New water project underway to prevent monsoon flooding at Flagstaff school
FLAGSTAFF, AZ (3TV/CBS 5) -- Monsoon season is right around the corner, and the City of Flagstaff is working to prepare before a big storm. Last year floodwaters were so strong that they damaged an elementary school and parts of the area surrounding it. You may remember Flagstaff streets were flooded, and the Killip Elementary School had mud and water covering its floors in August. That storm closed down the school.
Scott Overton is the Public Works Director with the City of Flagstaff. Before the flood last year, he says there were already plans to renovate the school, but the damage accelerated that schedule. “If you were standing here last summer, late August, you would’ve been standing in about six to eight inches of water,” Overton said. “Historically, we know by July 1, that’s our date; if we’re going to have a good mitigation in place, we need to make sure it’s in place and ready for the storms.”
Now, a new project will bring in a set of water detention basins. The school is also being rebuilt a couple of feet higher in elevation. “Water is regulated through a 60-inch stormwater pipe, and it’ll go underground under the street,” Overton said. “It allows for a slower release into the existing stormwater infrastructure.” He says the basins will be able to hold more than three million gallons of water and are expected to drain within two days of filling.
“This regional detention basin sits right in the line of the Spruce Avenue Wash,” Overton said. He says rainfall came through the channel, or that wash, last year from the Museum Fire Burn scar. It eventually got so bad that it flooded out into a city park and then flooded Killip Elementary School. “The area we are standing in is a swing set. We should not be standing on a foot and a half of sediment,” he said.
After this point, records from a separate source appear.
//! Image byte sources.
//!
//! Rendering never reaches for storage directly: callers hand the report
//! builder an [`ImageFetcher`] that resolves a location to bytes.

use std::fmt;
use std::fs;
use std::io;
use std::path::{Path, PathBuf};
use std::time::Duration;

/// Default upper bound for a single HTTP image download.
pub const DEFAULT_FETCH_TIMEOUT: Duration = Duration::from_secs(10);

/// Errors raised while resolving an image location.
#[derive(Debug)]
pub enum FetchError {
    /// Reading a local file failed.
    Io { path: PathBuf, source: io::Error },
    /// The HTTP request failed or returned an error status.
    Http(reqwest::Error),
    /// No fetcher handles the location's scheme.
    UnsupportedScheme(String),
}

impl fmt::Display for FetchError {
    fn fmt(&self, f: &mut fmt::Formatter<'_>) -> fmt::Result {
        match self {
            Self::Io { path, source } => write!(f, "Failed to read {}: {}", path.display(), source),
            Self::Http(err) => write!(f, "HTTP fetch failed: {err}"),
            Self::UnsupportedScheme(location) => {
                write!(f, "No fetcher configured for location {location}")
            }
        }
    }
}

impl std::error::Error for FetchError {
    fn source(&self) -> Option<&(dyn std::error::Error + 'static)> {
        match self {
            Self::Io { source, .. } => Some(source),
            Self::Http(err) => Some(err),
            Self::UnsupportedScheme(_) => None,
        }
    }
}

impl From<reqwest::Error> for FetchError {
    fn from(err: reqwest::Error) -> Self {
        Self::Http(err)
    }
}

/// Resolves an image location to its raw bytes.
pub trait ImageFetcher {
    /// Returns the bytes stored at `location`.
    fn fetch(&self, location: &str) -> Result<Vec<u8>, FetchError>;
}

impl<F> ImageFetcher for F
where
    F: Fn(&str) -> Result<Vec<u8>, FetchError>,
{
    fn fetch(&self, location: &str) -> Result<Vec<u8>, FetchError> {
        self(location)
    }
}

fn is_http(location: &str) -> bool {
    location.starts_with("http://") || location.starts_with("https://")
}

/// Reads images from the local filesystem.
///
/// Accepts plain paths and `file://` URIs; relative paths are resolved against
/// the configured root.
#[derive(Clone, Debug, Default)]
pub struct FileFetcher {
    root: Option<PathBuf>,
}

impl FileFetcher {
    /// Creates a fetcher resolving relative paths against the working directory.
    pub fn new() -> Self {
        Self::default()
    }

    /// Resolves relative locations against `root`.
    pub fn with_root(mut self, root: impl Into<PathBuf>) -> Self {
        self.root = Some(root.into());
        self
    }

    fn resolve(&self, location: &str) -> PathBuf {
        let path = Path::new(location.strip_prefix("file://").unwrap_or(location));
        match &self.root {
            Some(root) if path.is_relative() => root.join(path),
            _ => path.to_path_buf(),
        }
    }
}

impl ImageFetcher for FileFetcher {
    fn fetch(&self, location: &str) -> Result<Vec<u8>, FetchError> {
        if is_http(location) {
            return Err(FetchError::UnsupportedScheme(location.to_owned()));
        }
        let path = self.resolve(location);
        fs::read(&path).map_err(|source| FetchError::Io { path, source })
    }
}

/// Downloads images with a blocking HTTP client and a bounded timeout.
#[derive(Clone, Debug)]
pub struct HttpFetcher {
    client: reqwest::blocking::Client,
}

impl HttpFetcher {
    /// Creates a fetcher whose requests give up after `timeout`.
    pub fn new(timeout: Duration) -> Result<Self, FetchError> {
        let client = reqwest::blocking::Client::builder()
            .timeout(timeout)
            .build()?;
        Ok(Self { client })
    }
}

impl ImageFetcher for HttpFetcher {
    fn fetch(&self, location: &str) -> Result<Vec<u8>, FetchError> {
        if !is_http(location) {
            return Err(FetchError::UnsupportedScheme(location.to_owned()));
        }
        let response = self.client.get(location).send()?.error_for_status()?;
        Ok(response.bytes()?.to_vec())
    }
}

/// Routes `http(s)://` locations to an [`HttpFetcher`] and everything else to
/// a [`FileFetcher`].
#[derive(Clone, Debug)]
pub struct SourceFetcher {
    files: FileFetcher,
    http: Option<HttpFetcher>,
}

impl SourceFetcher {
    /// Creates a router; without an HTTP fetcher remote locations are rejected.
    pub fn new(files: FileFetcher, http: Option<HttpFetcher>) -> Self {
        Self { files, http }
    }
}

impl ImageFetcher for SourceFetcher {
    fn fetch(&self, location: &str) -> Result<Vec<u8>, FetchError> {
        match &self.http {
            Some(http) if is_http(location) => http.fetch(location),
            _ => self.files.fetch(location),
        }
    }
}

#[cfg(test)]
mod tests {
    use super::*;

    #[test]
    fn file_fetcher_resolves_relative_paths_and_file_uris() {
        let dir = tempfile::tempdir().unwrap();
        fs::write(dir.path().join("photo.bin"), b"abc").unwrap();

        let fetcher = FileFetcher::new().with_root(dir.path());
        assert_eq!(fetcher.fetch("photo.bin").unwrap(), b"abc");

        let uri = format!("file://{}", dir.path().join("photo.bin").display());
        assert_eq!(FileFetcher::new().fetch(&uri).unwrap(), b"abc");
    }

    #[test]
    fn missing_file_reports_path() {
        let err = FileFetcher::new().fetch("/__qc_missing__/x.jpg").unwrap_err();
        assert!(matches!(err, FetchError::Io { .. }));
        assert!(err.to_string().contains("/__qc_missing__/x.jpg"));
    }

    #[test]
    fn router_without_http_rejects_remote_locations() {
        let fetcher = SourceFetcher::new(FileFetcher::new(), None);
        let err = fetcher.fetch("https://example.com/a.jpg").unwrap_err();
        assert!(matches!(err, FetchError::UnsupportedScheme(_)));
    }

    #[test]
    fn closures_act_as_fetchers() {
        let fetcher = |location: &str| Ok::<_, FetchError>(location.as_bytes().to_vec());
        assert_eq!(ImageFetcher::fetch(&fetcher, "xy").unwrap(), b"xy");
    }
}
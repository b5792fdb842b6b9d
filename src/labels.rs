//! Caption inference and ordering for inspection photos.

use crate::record::InspectionRecord;

/// Slots shown before all others, in this order.
pub const PRIORITY_SLOTS: &[&str] = &["rfks_nameplate_motor", "rfks_nameplate_gear"];

/// Order of the remaining known slots.
pub const CANONICAL_SLOTS: &[&str] = &[
    "motor_current_img",
    "gear_sound_img",
    "assembly_img",
    "controller_img",
    "servo_motor_img",
    "servo_drive_img",
    "cable_wire_img",
];

/// Condition evaluated against a lower-cased slot identifier or location.
#[derive(Clone, Copy, Debug)]
pub enum Predicate {
    /// Matches when any keyword occurs.
    Any(&'static [&'static str]),
    /// Matches when every keyword occurs.
    All(&'static [&'static str]),
}

impl Predicate {
    fn matches(&self, haystack: &str) -> bool {
        match self {
            Self::Any(keywords) => keywords.iter().any(|keyword| haystack.contains(keyword)),
            Self::All(keywords) => keywords.iter().all(|keyword| haystack.contains(keyword)),
        }
    }
}

/// Caption rules; the first matching rule wins.
pub const LABEL_RULES: &[(Predicate, &str)] = &[
    (Predicate::Any(&["current"]), "Motor current"),
    (Predicate::All(&["nameplate", "motor"]), "Name plate : Motor"),
    (Predicate::All(&["nameplate", "gear"]), "Name plate : Gear"),
    (Predicate::Any(&["gear"]), "Gear sound level"),
    (Predicate::Any(&["sound"]), "Gear sound level"),
    (
        Predicate::Any(&["install", "site", "assembly"]),
        "Gear + motor assembly",
    ),
    (Predicate::Any(&["controller"]), "Controller"),
    (Predicate::All(&["servo", "motor"]), "Servo motor"),
    (Predicate::All(&["servo", "drive"]), "Servo drive"),
    (Predicate::Any(&["cable", "wire"]), "Cable / wire"),
];

/// Infers a caption from a slot identifier or source location.
pub fn infer_label(identifier: &str) -> Option<&'static str> {
    let identifier = identifier.to_lowercase();
    LABEL_RULES
        .iter()
        .find(|(predicate, _)| predicate.matches(&identifier))
        .map(|(_, label)| *label)
}

/// Resolves the caption for the image at `index` (0-based): explicit label,
/// then slot keywords, then source keywords, then `image {n}`.
pub fn resolve_label(index: usize, explicit: &[String], slot: &str, source: &str) -> String {
    explicit
        .get(index)
        .map(|label| label.trim())
        .filter(|label| !label.is_empty())
        .map(str::to_owned)
        .or_else(|| infer_label(slot).map(str::to_owned))
        .or_else(|| infer_label(source).map(str::to_owned))
        .unwrap_or_else(|| format!("image {}", index + 1))
}

/// An image location paired with its caption.
#[derive(Clone, Debug, PartialEq, Eq)]
pub struct LabeledImage {
    slot: String,
    source: String,
    label: String,
}

impl LabeledImage {
    /// Creates a labeled image.
    pub fn new(slot: impl Into<String>, source: impl Into<String>, label: impl Into<String>) -> Self {
        Self {
            slot: slot.into(),
            source: source.into(),
            label: label.into(),
        }
    }

    /// Slot identifier the image was submitted under.
    pub fn slot(&self) -> &str {
        &self.slot
    }

    /// Location the image bytes are fetched from.
    pub fn source(&self) -> &str {
        &self.source
    }

    /// Caption drawn above the image.
    pub fn label(&self) -> &str {
        &self.label
    }
}

fn slot_rank(slot: &str) -> usize {
    PRIORITY_SLOTS
        .iter()
        .chain(CANONICAL_SLOTS)
        .position(|known| *known == slot)
        .unwrap_or(PRIORITY_SLOTS.len() + CANONICAL_SLOTS.len())
}

/// Orders the resolved images of `record` for the report and labels them.
///
/// Nameplate photos come first, then the canonical slots, then unknown slots
/// by name. Slots without a location are skipped.
pub fn ordered_images(record: &InspectionRecord, explicit: &[String]) -> Vec<LabeledImage> {
    let mut slots: Vec<(&str, &str)> = record.resolved_images().collect();
    // `resolved_images` yields slots by name, so the stable sort keeps unknown slots sorted.
    slots.sort_by_key(|(slot, _)| slot_rank(slot));

    slots
        .into_iter()
        .enumerate()
        .map(|(index, (slot, source))| {
            LabeledImage::new(slot, source, resolve_label(index, explicit, slot, source))
        })
        .collect()
}

#[cfg(test)]
mod tests {
    use super::*;

    fn record_with(slots: &[(&str, Option<&str>)]) -> InspectionRecord {
        let mut record = InspectionRecord::default();
        for (slot, location) in slots {
            record
                .images
                .insert(slot.to_string(), location.map(str::to_owned));
        }
        record
    }

    #[test]
    fn nameplate_keyword_resolves_without_explicit_labels() {
        assert_eq!(
            resolve_label(0, &[], "rfks_nameplate_motor", "https://cdn/x.jpg"),
            "Name plate : Motor"
        );
        assert_eq!(
            resolve_label(3, &[], "rfks_nameplate_gear", ""),
            "Name plate : Gear"
        );
    }

    #[test]
    fn explicit_label_overrides_inference() {
        let explicit = vec!["Custom".to_string()];
        assert_eq!(
            resolve_label(0, &explicit, "rfks_nameplate_motor", ""),
            "Custom"
        );
    }

    #[test]
    fn rule_order_decides_overlapping_keywords() {
        assert_eq!(infer_label("motor_current_img"), Some("Motor current"));
        assert_eq!(infer_label("gear_sound_img"), Some("Gear sound level"));
        assert_eq!(infer_label("servo_motor_img"), Some("Servo motor"));
        assert_eq!(infer_label("SERVO_DRIVE"), Some("Servo drive"));
        assert_eq!(infer_label("install_site"), Some("Gear + motor assembly"));
    }

    #[test]
    fn falls_back_to_source_then_position() {
        assert_eq!(
            resolve_label(1, &[], "extra", "uploads/cable_photo.jpg"),
            "Cable / wire"
        );
        assert_eq!(resolve_label(4, &[], "extra", "uploads/x.jpg"), "image 5");
    }

    #[test]
    fn nameplates_lead_and_empty_slots_are_skipped() {
        let record = record_with(&[
            ("assembly_img", Some("a.jpg")),
            ("cable_wire_img", Some("c.jpg")),
            ("motor_current_img", Some("m.jpg")),
            ("rfks_nameplate_gear", Some("g.jpg")),
            ("rfks_nameplate_motor", Some("n.jpg")),
            ("zz_extra", Some("z.jpg")),
            ("controller_img", None),
            ("gear_sound_img", Some("")),
            ("check_complete_img", Some("k.jpg")),
        ]);

        let slots: Vec<_> = ordered_images(&record, &[])
            .iter()
            .map(|image| image.slot().to_owned())
            .collect();
        assert_eq!(
            slots,
            vec![
                "rfks_nameplate_motor",
                "rfks_nameplate_gear",
                "motor_current_img",
                "assembly_img",
                "cable_wire_img",
                "check_complete_img",
                "zz_extra",
            ]
        );
    }

    #[test]
    fn explicit_labels_follow_final_order() {
        let record = record_with(&[
            ("motor_current_img", Some("m.jpg")),
            ("rfks_nameplate_motor", Some("n.jpg")),
        ]);
        let images = ordered_images(&record, &["First".to_string()]);
        assert_eq!(images[0].slot(), "rfks_nameplate_motor");
        assert_eq!(images[0].label(), "First");
        assert_eq!(images[1].label(), "Motor current");
    }
}
//! Core entry point for the gearmotor_qc crate.
//!
//! The crate turns a gear-motor inspection record into a branded PDF report:
//! [`warranty`] computes the coverage window, [`layout`] paginates the
//! inspection photos, and [`report`] renders both into a document through
//! `genpdf`.

pub mod builder;
pub mod elements;
pub mod fetch;
pub mod fonts;
pub mod labels;
pub mod layout;
pub mod qr;
pub mod record;
pub mod report;
pub mod store;
pub mod warranty;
The basins will also act as multi-purpose sports fields. “That will become a multi-purpose field--like a soccer field size,” Overton said. The project is set to be completed at the end of June, and students will be able to return to the new Killip Elementary School in August. Overton is hopeful this project will protect the entire community. “We certainly wish we weren’t trying to navigate what has truly been a natural disaster for this small community,” he said.